**Records for processing:**
↓
//! Deterministic channel derivation from the pad byte sequence.
//!
//! Both devices finish the ceremony holding bit-identical pad bytes, so
//! every value here can be computed independently on each side and is
//! guaranteed to agree without further negotiation. All functions read the
//! full byte sequence and ignore consumption state.
//!
//! Domain separation: each output applies BLAKE3 `derive_key` with its own
//! context string, so the three tokens and the mnemonic never collide even
//! though they come from the same pad.

use sha2::{Digest, Sha256};

use crate::error::PadlinkError;
use crate::pad::Pad;
use crate::wordlist::WORDS;

const CONVERSATION_ID_CONTEXT: &str = "padlink v1 conversation-id";
const AUTH_TOKEN_CONTEXT: &str = "padlink v1 auth-token";
const BURN_TOKEN_CONTEXT: &str = "padlink v1 burn-token";
const MNEMONIC_CONTEXT: &str = "padlink v1 mnemonic";

/// Number of words in the spoken checksum.
pub const MNEMONIC_WORDS: usize = 6;

/// The three relay-facing identifiers of a conversation, bundled for
/// callers that register a channel in one shot.
#[derive(Clone, Debug, PartialEq, Eq)]
pub struct DerivedTokens {
    /// Public channel identifier, 32 hex chars.
    pub conversation_id: String,
    /// Bearer token authorizing message submission, 64 hex chars.
    pub auth_token: String,
    /// Bearer token authorizing channel destruction, 64 hex chars.
    pub burn_token: String,
}

/// Derive all three tokens at once.
pub fn derive_tokens(pad: &Pad) -> DerivedTokens {
    DerivedTokens {
        conversation_id: conversation_id(pad),
        auth_token: auth_token(pad),
        burn_token: burn_token(pad),
    }
}

/// Public identifier both devices use to address the shared channel on a
/// relay. 16 bytes of a domain-separated digest, lowercase hex.
pub fn conversation_id(pad: &Pad) -> String {
    hex::encode(&blake3::derive_key(CONVERSATION_ID_CONTEXT, pad.bytes())[..16])
}

/// Token a device presents when submitting messages. Full 32-byte digest,
/// lowercase hex.
pub fn auth_token(pad: &Pad) -> String {
    hex::encode(blake3::derive_key(AUTH_TOKEN_CONTEXT, pad.bytes()))
}

/// Token a device presents when burning the channel.
pub fn burn_token(pad: &Pad) -> String {
    hex::encode(blake3::derive_key(BURN_TOKEN_CONTEXT, pad.bytes()))
}

/// One-way hash of a token, lowercase hex. A relay stores this at
/// registration and later compares it against the raw token presented on
/// submission, so the registration step never reveals the token itself.
pub fn hash_token(token: &str) -> String {
    hex::encode(Sha256::digest(token.as_bytes()))
}

/// Derive the six-word spoken checksum from the pad bytes.
///
/// The digest is split into six 16-bit big-endian segments, each reduced
/// modulo the wordlist size. Collision resistance here only needs to make
/// accidental agreement between unrelated pads astronomically unlikely;
/// humans compare the words out loud, they do not feed them back into any
/// key derivation.
pub fn generate_mnemonic(pad: &Pad) -> [&'static str; MNEMONIC_WORDS] {
    let digest = blake3::derive_key(MNEMONIC_CONTEXT, pad.bytes());
    let mut words = [""; MNEMONIC_WORDS];
    for (i, word) in words.iter_mut().enumerate() {
        let segment = u16::from_be_bytes([digest[2 * i], digest[2 * i + 1]]);
        *word = WORDS[usize::from(segment) % WORDS.len()];
    }
    words
}

/// Compare a spoken mnemonic against the one derived from `pad`.
///
/// Case-insensitive; surrounding whitespace on each word is ignored. Any
/// difference is [`PadlinkError::ChecksumMismatch`], after which the caller
/// must discard the freshly exchanged pad: a mismatch can mean a wrong
/// passphrase, an eavesdropper, or transfer corruption that happened to
/// still complete.
pub fn verify_mnemonic<S: AsRef<str>>(pad: &Pad, spoken: &[S]) -> Result<(), PadlinkError> {
    let expected = generate_mnemonic(pad);
    if spoken.len() != expected.len() {
        return Err(PadlinkError::ChecksumMismatch);
    }
    for (said, word) in spoken.iter().zip(expected.iter()) {
        if !said.as_ref().trim().eq_ignore_ascii_case(word) {
            return Err(PadlinkError::ChecksumMismatch);
        }
    }
    Ok(())
}

#[cfg(test)]
mod tests {
    use super::*;

    fn pad_from(entropy: &[u8]) -> Pad {
        Pad::from_entropy(entropy, 4096).expect("pad")
    }

    #[test]
    fn derivation_is_deterministic() {
        let a = pad_from(b"derivation entropy");
        let b = pad_from(b"derivation entropy");

        assert_eq!(conversation_id(&a), conversation_id(&b));
        assert_eq!(auth_token(&a), auth_token(&b));
        assert_eq!(burn_token(&a), burn_token(&b));
        assert_eq!(generate_mnemonic(&a), generate_mnemonic(&b));
    }

    #[test]
    fn tokens_are_pairwise_distinct() {
        let pad = pad_from(b"distinct tokens");
        let tokens = derive_tokens(&pad);

        assert_ne!(tokens.conversation_id, tokens.auth_token);
        assert_ne!(tokens.auth_token, tokens.burn_token);
        assert_ne!(tokens.conversation_id, tokens.burn_token);
    }

    #[test]
    fn different_pads_disagree() {
        let a = pad_from(b"pad one");
        let b = pad_from(b"pad two");

        assert_ne!(conversation_id(&a), conversation_id(&b));
        assert_ne!(generate_mnemonic(&a), generate_mnemonic(&b));
    }

    #[test]
    fn token_formats() {
        let pad = pad_from(b"formats");
        let id = conversation_id(&pad);
        let auth = auth_token(&pad);

        assert_eq!(id.len(), 32);
        assert_eq!(auth.len(), 64);
        assert!(id.chars().all(|c| c.is_ascii_hexdigit() && !c.is_ascii_uppercase()));
    }

    #[test]
    fn hash_token_matches_sha256() {
        let hash = hash_token("abc");
        // SHA-256("abc"), the FIPS 180 test vector.
        assert_eq!(
            hash,
            "ba7816bf8f01cfea414140de5dae2223b00361a396177a9cb410ff61f20015ad"
        );
    }

    #[test]
    fn mnemonic_words_come_from_the_list() {
        let pad = pad_from(b"wordlist membership");
        for word in generate_mnemonic(&pad) {
            assert!(WORDS.contains(&word));
        }
    }

    #[test]
    fn verify_mnemonic_accepts_case_and_whitespace() {
        let pad = pad_from(b"spoken words");
        let spoken: Vec<String> = generate_mnemonic(&pad)
            .iter()
            .map(|w| format!(" {} ", w.to_uppercase()))
            .collect();
        verify_mnemonic(&pad, &spoken).expect("must match");
    }

    #[test]
    fn verify_mnemonic_rejects_any_difference() {
        let pad = pad_from(b"spoken words");
        let mut spoken: Vec<String> =
            generate_mnemonic(&pad).iter().map(|w| (*w).to_owned()).collect();

        assert!(matches!(
            verify_mnemonic(&pad, &spoken[..5]),
            Err(PadlinkError::ChecksumMismatch)
        ));

        spoken[3] = "wrongword".to_owned();
        assert!(matches!(
            verify_mnemonic(&pad, &spoken),
            Err(PadlinkError::ChecksumMismatch)
        ));
    }
}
↑
If a line in the data above contains "presents", return that line.

**Solution for this problem:**
/// Token a device presents when submitting messages. Full 32-byte digest,
/// Token a device presents when burning the channel.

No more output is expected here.